Sherman Augusta Padgett

 

            It all started in the mid-summer of the year 1925.  What started was the boom of Otis Chalk.  On the hot summer day in 1925 Owin and Stone struck oil; the first wild cats in these parts.  In that same year with that one producing well, Owin and Stone sold wells and lease rights to THE MAGINOA OIL COMPANY.

            That year the people started moving in.  There were more rigs moved in.  All kinds and makes, they were all steam rigs.  The town started to grow.  At first a grocery store was built, and it was owned by Boone Cramer.  As the months went by more stores were built.  There was two cafes and a filling station.  Then another grocery store was built along with a welding shop.  They named it the TEXAS MACHINE SHOP.

            The people put up their tents and their old shacks, as they came in.  Some lived in the two boarding houses that were built around chalk.  One of the boarding houses is where Mr. Ratliff lives now.  It was really a ruff go in those boom days.  They had very miserable winters.  In the spring, when the storms would come, the people would swear that their tents and shacks would blow away.  The people cooked on wooden stoves.  On Saturday afternoon the farm boss would lone the roustabouts the company truck, and they would get together and cut enough mesquite wood to last them all week.  The times were bad all right, the men’s salary was $2.00 and $3.00 a day.  The days are not like they are today.  Their days were mostly twelve and not just eight.   The work was very hard, and there was no machinery like there is today.  The men had to use their back instead of their minds.  There were no roads.  When they went to Big Spring, they went by cow trails.  It would take them about two hours and thirty minutes to make it if the roads were in dry condition.  If it was muddy, many times they could not make it.  They would have to turn around and come back.  In 1926 there was a post office put in.  Before they put in the post office, the mail was left at Boone Cramer’s store.  He would take the bag and dump it out into the middle of the floor, and then the people would pick up his own mail.  Miss Ogesby was the first one to run the post office.  Then in the later years Miss Story took it over.  Mr. Stockton was the mail man at that time.  As the town grew, they got a car dealership in Chalk.  The owner was Therman Cole.  In the months he was there, he bought a grocery store and a rooming house.

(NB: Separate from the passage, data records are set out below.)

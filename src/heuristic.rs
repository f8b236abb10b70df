use serde::ser::{Serialize, SerializeStruct, Serializer};

/// A numeric sample space a heuristic can rate.
///
/// The normalization step is carried out in double precision regardless of
/// the concrete sample type.
pub trait Sample: Copy + PartialOrd + Serialize {
    /// The zero of the sample space, treated as an extreme when scoring.
    const ZERO: Self;
    /// Sentinel for the initial lowest value, larger than any real sample.
    const RANGE_MAX: Self;

    fn as_f64(self) -> f64;
}

impl Sample for u64 {
    const ZERO: Self = 0;
    const RANGE_MAX: Self = u64::MAX;

    fn as_f64(self) -> f64 {
        self as f64
    }
}

impl Sample for i64 {
    const ZERO: Self = 0;
    const RANGE_MAX: Self = i64::MAX;

    fn as_f64(self) -> f64 {
        self as f64
    }
}

impl Sample for f64 {
    const ZERO: Self = 0.0;
    const RANGE_MAX: Self = f64::MAX;

    fn as_f64(self) -> f64 {
        self
    }
}

/// A network heuristic holding the highest and lowest values observed for
/// one dimension of a decision.
///
/// Lifecycle: created with full-range sentinels, populated by sweeping all
/// observed values with [`Heuristic::update`], then used read-only through
/// [`Heuristic::score`].
#[derive(Debug, Clone)]
pub struct Heuristic<T> {
    lowest: T,
    highest: T,
    lower_is_better: bool,
    weight: f64,
}

impl<T: Sample> Heuristic<T> {
    pub fn new(weight: f64, lower_is_better: bool) -> Self {
        Heuristic {
            lowest: T::RANGE_MAX,
            highest: T::ZERO,
            lower_is_better,
            weight,
        }
    }

    /// Like [`Heuristic::new`] but with a known, fixed range.
    pub fn with_range(lowest: T, highest: T, weight: f64, lower_is_better: bool) -> Self {
        Heuristic {
            lowest,
            highest,
            lower_is_better,
            weight,
        }
    }

    /// Admits a value into the running range. No-op for zero-weight
    /// heuristics, which never contribute to a score.
    pub fn update(&mut self, value: T) {
        if self.weight == 0.0 {
            return;
        }
        if value > self.highest {
            self.highest = value;
        }
        if value < self.lowest {
            self.lowest = value;
        }
    }

    /// Normalizes the value against the observed range and multiplies it by
    /// the heuristic weight. The result is always within `[0, weight]`.
    ///
    /// Zero values are rated as the best or worst extreme regardless of the
    /// observed range: absent data is either ideally cheap or ideally empty.
    pub fn score(&self, value: T) -> f64 {
        if self.weight == 0.0 {
            return 0.0;
        }

        if value == T::ZERO {
            if self.lower_is_better {
                return self.weight;
            }
            return 0.0;
        }

        if self.highest == self.lowest {
            return self.weight;
        }

        let norm =
            (value.as_f64() - self.lowest.as_f64()) / (self.highest.as_f64() - self.lowest.as_f64());

        if self.lower_is_better {
            return (1.0 - norm) * self.weight;
        }

        norm * self.weight
    }
}

// Only the observed range and the weight are exposed; the direction bit and
// anything added later stay opaque to debug consumers.
impl<T: Sample> Serialize for Heuristic<T> {
    fn serialize<S: Serializer>(&self, serializer: S) -> Result<S::Ok, S::Error> {
        let mut state = serializer.serialize_struct("Heuristic", 3)?;
        state.serialize_field("lowest", &self.lowest)?;
        state.serialize_field("highest", &self.highest)?;
        state.serialize_field("weight", &self.weight)?;
        state.end()
    }
}

#[cfg(test)]
mod tests {
    use super::*;

    struct Case {
        desc: &'static str,
        weight: f64,
        lower_is_better: bool,
        values: &'static [i64],
        value: i64,
        expected_score: f64,
    }

    #[test]
    fn test_score() {
        let tests = [
            Case {
                desc: "highest score",
                weight: 1.0,
                lower_is_better: false,
                values: &[0, 1],
                value: 1,
                expected_score: 1.0,
            },
            Case {
                desc: "lowest score",
                weight: 1.0,
                lower_is_better: false,
                values: &[0, 1],
                value: 0,
                expected_score: 0.0,
            },
            Case {
                desc: "inverted highest score",
                weight: 1.0,
                lower_is_better: true,
                values: &[0, 1],
                value: 0,
                expected_score: 1.0,
            },
            Case {
                desc: "weight",
                weight: 0.5,
                lower_is_better: false,
                values: &[0, 1],
                value: 1,
                expected_score: 0.5,
            },
            Case {
                desc: "weight 2",
                weight: 0.8,
                lower_is_better: false,
                values: &[50_000, 125_000, 12_000, 33_500, 79_000],
                value: 28_745,
                expected_score: 0.11854867256637168,
            },
            Case {
                desc: "inverted weight",
                weight: 0.8,
                lower_is_better: true,
                values: &[50_000, 125_000, 12_000, 33_500, 79_000],
                value: 28_745,
                expected_score: 0.6814513274336284,
            },
            Case {
                desc: "zero weight",
                weight: 0.0,
                lower_is_better: false,
                values: &[2, 6, 9],
                value: 8,
                expected_score: 0.0,
            },
            Case {
                desc: "zero value",
                weight: 1.0,
                lower_is_better: false,
                values: &[0, 2, 6, 9],
                value: 0,
                expected_score: 0.0,
            },
            Case {
                desc: "zero value inverted",
                weight: 1.0,
                lower_is_better: true,
                values: &[0, 2, 6, 9],
                value: 0,
                expected_score: 1.0,
            },
            Case {
                desc: "zero value weighted",
                weight: 0.6,
                lower_is_better: true,
                values: &[0, 2, 6, 9],
                value: 0,
                expected_score: 0.6,
            },
        ];

        for tt in tests {
            let mut heuristic = Heuristic::<i64>::new(tt.weight, tt.lower_is_better);
            for value in tt.values {
                heuristic.update(*value);
            }

            let score = heuristic.score(tt.value);
            assert!(
                (score - tt.expected_score).abs() < 1e-12,
                "{}: got {score}, want {}",
                tt.desc,
                tt.expected_score
            );
        }
    }

    #[test]
    fn test_score_within_weight_bounds() {
        let mut heuristic = Heuristic::<u64>::new(0.7, false);
        let samples = [3_u64, 900, 14, 72_000, 5];
        for sample in samples {
            heuristic.update(sample);
        }

        for sample in samples {
            let score = heuristic.score(sample);
            assert!(score >= 0.0, "score {score} below zero");
            assert!(score <= 0.7, "score {score} above the weight");
        }
    }

    #[test]
    fn test_equal_range_credits_full_weight() {
        let mut heuristic = Heuristic::<u64>::new(0.4, false);
        heuristic.update(10);
        heuristic.update(10);

        assert_eq!(heuristic.score(10), 0.4);
    }

    #[test]
    fn test_zero_weight_skips_updates() {
        let mut heuristic = Heuristic::<u64>::new(0.0, false);
        heuristic.update(500);

        let encoded = serde_json::to_string(&heuristic).unwrap();
        assert_eq!(
            encoded,
            format!("{{\"lowest\":{},\"highest\":0,\"weight\":0.0}}", u64::MAX)
        );
    }

    #[test]
    fn test_fixed_range() {
        let heuristic = Heuristic::<u64>::with_range(0, 1, 0.8, false);
        assert_eq!(heuristic.score(1), 0.8);
        assert_eq!(heuristic.score(0), 0.0);
    }

    #[test]
    fn test_float_samples() {
        let mut heuristic = Heuristic::<f64>::new(1.0, false);
        heuristic.update(0.25);
        heuristic.update(0.75);

        assert_eq!(heuristic.score(0.5), 0.5);
    }

    #[test]
    fn test_serialize_surface() {
        let mut heuristic = Heuristic::<u64>::new(0.25, true);
        heuristic.update(10);
        heuristic.update(90);

        let encoded = serde_json::to_string(&heuristic).unwrap();
        assert_eq!(encoded, "{\"lowest\":10,\"highest\":90,\"weight\":0.25}");
    }
}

            Then it happened.  Otis Chalk got them a school house.  They named it the Chalk School after the Chalk’s.  Doris Cole was one of the teachers that taught there.  Then after years of hardship the town of Chalk began to move.  The people were heading West to start a new boom.  The old chalk school was no longer in use.

            Before Otis Chalk became a ghost town there was at one time more than a thousand people living there.  Now in 1957, there is only one building left.  That is the post office.  At least Otis Chalk is still on the map.